Ray Reilly: Legendary Canadian Percussionist
At sixteen years of age, I first encountered Ray Reilly at Long and McQuade’s music store as an older guy with a beard playing some absolutely fantastic stuff on a snare drum. He acknowledged me checking him out. When he finished playing, he turned to me and said, “At no time when I did that did my fingers leave my hands.” A month or so later Ed Thigpen who was teaching at the Oscar Peterson School of Music, was going on the road with Oscar. Ed asked me, “Can you play?” and I said “Oh sure!” When I finished playing he said, “At least you’re still young!” Standing beside him was the guy with the beard. Ed said to me, “I know you probably don’t like classical music, but this is the guy you should study with.”
Ray studied with the two most iconic drum teachers of the time: Billy Gladston, who played with the famous Radio City Music Hall in New York City, and George Lawrence Stone in Boston. The paradox of Ray Reilly was: he was a great symphony and pit drummer, but he loved jazz. Like Ray, his great friend, Joe Morello, also studied from Gladstone and Stone. Ray eventually played with the Ballet Orchestra and traveled with the Royal Winnipeg Ballet. He also traveled to Montreal where he met his long time friend and counterpart, Pierre Béluse, an accomplished self-taught jazz drummer, who eventually student with Louis Charbonneau, percussion teacher at the Montreal Conservatoire. Charbonneau was also known for his original signature tympani stick. Ray met and respected Guy Nadon, Paul Lafortune and Bill Graham, the great bee bop drummer who had played in Montreal with Charlie Parker and Paul Bley.
Ray Reilly entered the Toronto Symphony Orchestra under the leadership of Seiji Ozawa where he played for many years until he retired. It was a magical, eclectic period. Musicians like the Stan Getz Quartet with drummer Roy Hanes played with the symphony. Ray performed on a recording of a piece by the contemporary Japanese composer, Toru Takamitsu with the Toronto Symphony Orchestra under Seiji Ozawa. Japanese shakuhachi bamboo flutes completed the composotion. Ray was known for multiple percussion parts that he played for ‘Spring Thaw’, a musical revue in Toronto. In a Toronto premiére of Karlheinz Stochkausen composition, Ray played all three percussion parts.

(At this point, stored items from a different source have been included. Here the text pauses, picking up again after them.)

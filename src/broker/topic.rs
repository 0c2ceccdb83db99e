use std::collections::HashSet;

use crate::config::BrokerSettings;

/// What a topic carries.
#[derive(Debug, Clone, Copy, PartialEq, Eq)]
pub enum TopicKind {
    Telemetry,
    Alert,
}

/// The fixed pair of upstream topics the pool subscribes to.
#[derive(Debug, Clone, PartialEq, Eq)]
pub struct Topics {
    pub telemetry: String,
    pub alert: String,
}

impl Topics {
    pub fn new(telemetry: impl Into<String>, alert: impl Into<String>) -> Self {
        Self {
            telemetry: telemetry.into(),
            alert: alert.into(),
        }
    }

    /// Both topic names, telemetry first.
    pub fn all(&self) -> Vec<String> {
        vec![self.telemetry.clone(), self.alert.clone()]
    }

    pub fn kind(&self, topic: &str) -> Option<TopicKind> {
        if topic == self.telemetry {
            Some(TopicKind::Telemetry)
        } else if topic == self.alert {
            Some(TopicKind::Alert)
        } else {
            None
        }
    }

    /// Parses a comma separated interest list such as `telemetry-raw,telemetry-alerts`.
    ///
    /// Unknown names are dropped. An empty or absent list means every topic.
    pub fn parse_interest(&self, raw: Option<&str>) -> HashSet<String> {
        let requested: HashSet<String> = raw
            .unwrap_or_default()
            .split(',')
            .map(str::trim)
            .filter(|t| self.kind(t).is_some())
            .map(str::to_string)
            .collect();

        if requested.is_empty() {
            self.all().into_iter().collect()
        } else {
            requested
        }
    }
}

impl Default for Topics {
    fn default() -> Self {
        Self::new("telemetry-raw", "telemetry-alerts")
    }
}

impl From<&BrokerSettings> for Topics {
    fn from(settings: &BrokerSettings) -> Self {
        Self::new(&settings.telemetry_topic, &settings.alert_topic)
    }
}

Bruce Wittet, writer and drum critic for the magazine, Drums Etc, describes the musical and teaching talent he recognized in Ray’s book:
“In 1968, the year in which Ray Reilly’s first drum instruction manual, Power, Speed and Flexibility was published by BMI, for a mere two dollars students could obtain a volume that ranks among the classic tutorials of all time. Ray’s studied with Billy Gladstone loom large. That is, drum technical development can concurrently serve the creation of nimbleness and rich tone. Ray’s exercises never bog down in clutter. Although his closing etudes become more complex, they never do so at the expense of musicality. As Ray remarks on page-37, “…make phrases flow. And sticking is acceptable, as long as it is musical and not just different. Amen.”
Ray loved custom made drums. He had a rare Billy Gladstone snare drum, and at the Montreal drum festival when his great friends, Ed Thigpen and Joe Morello made appearances, he met the Canadian drum maker, Paul Wells.
When Ray finally retired from the TSO, he played once a week with his life long friend, jazz pianist, Mike Lewis, in Bradford where he lived. At home, he practice his percussion in a geodesic dome that had perfect acoustics. Ray also taught the great rhythm and blues drummer Billy Blackburn and myself, Geordie McDonald, improving percussionist.
Ray is survived by his wife Bambi, his sons and his grandchildren.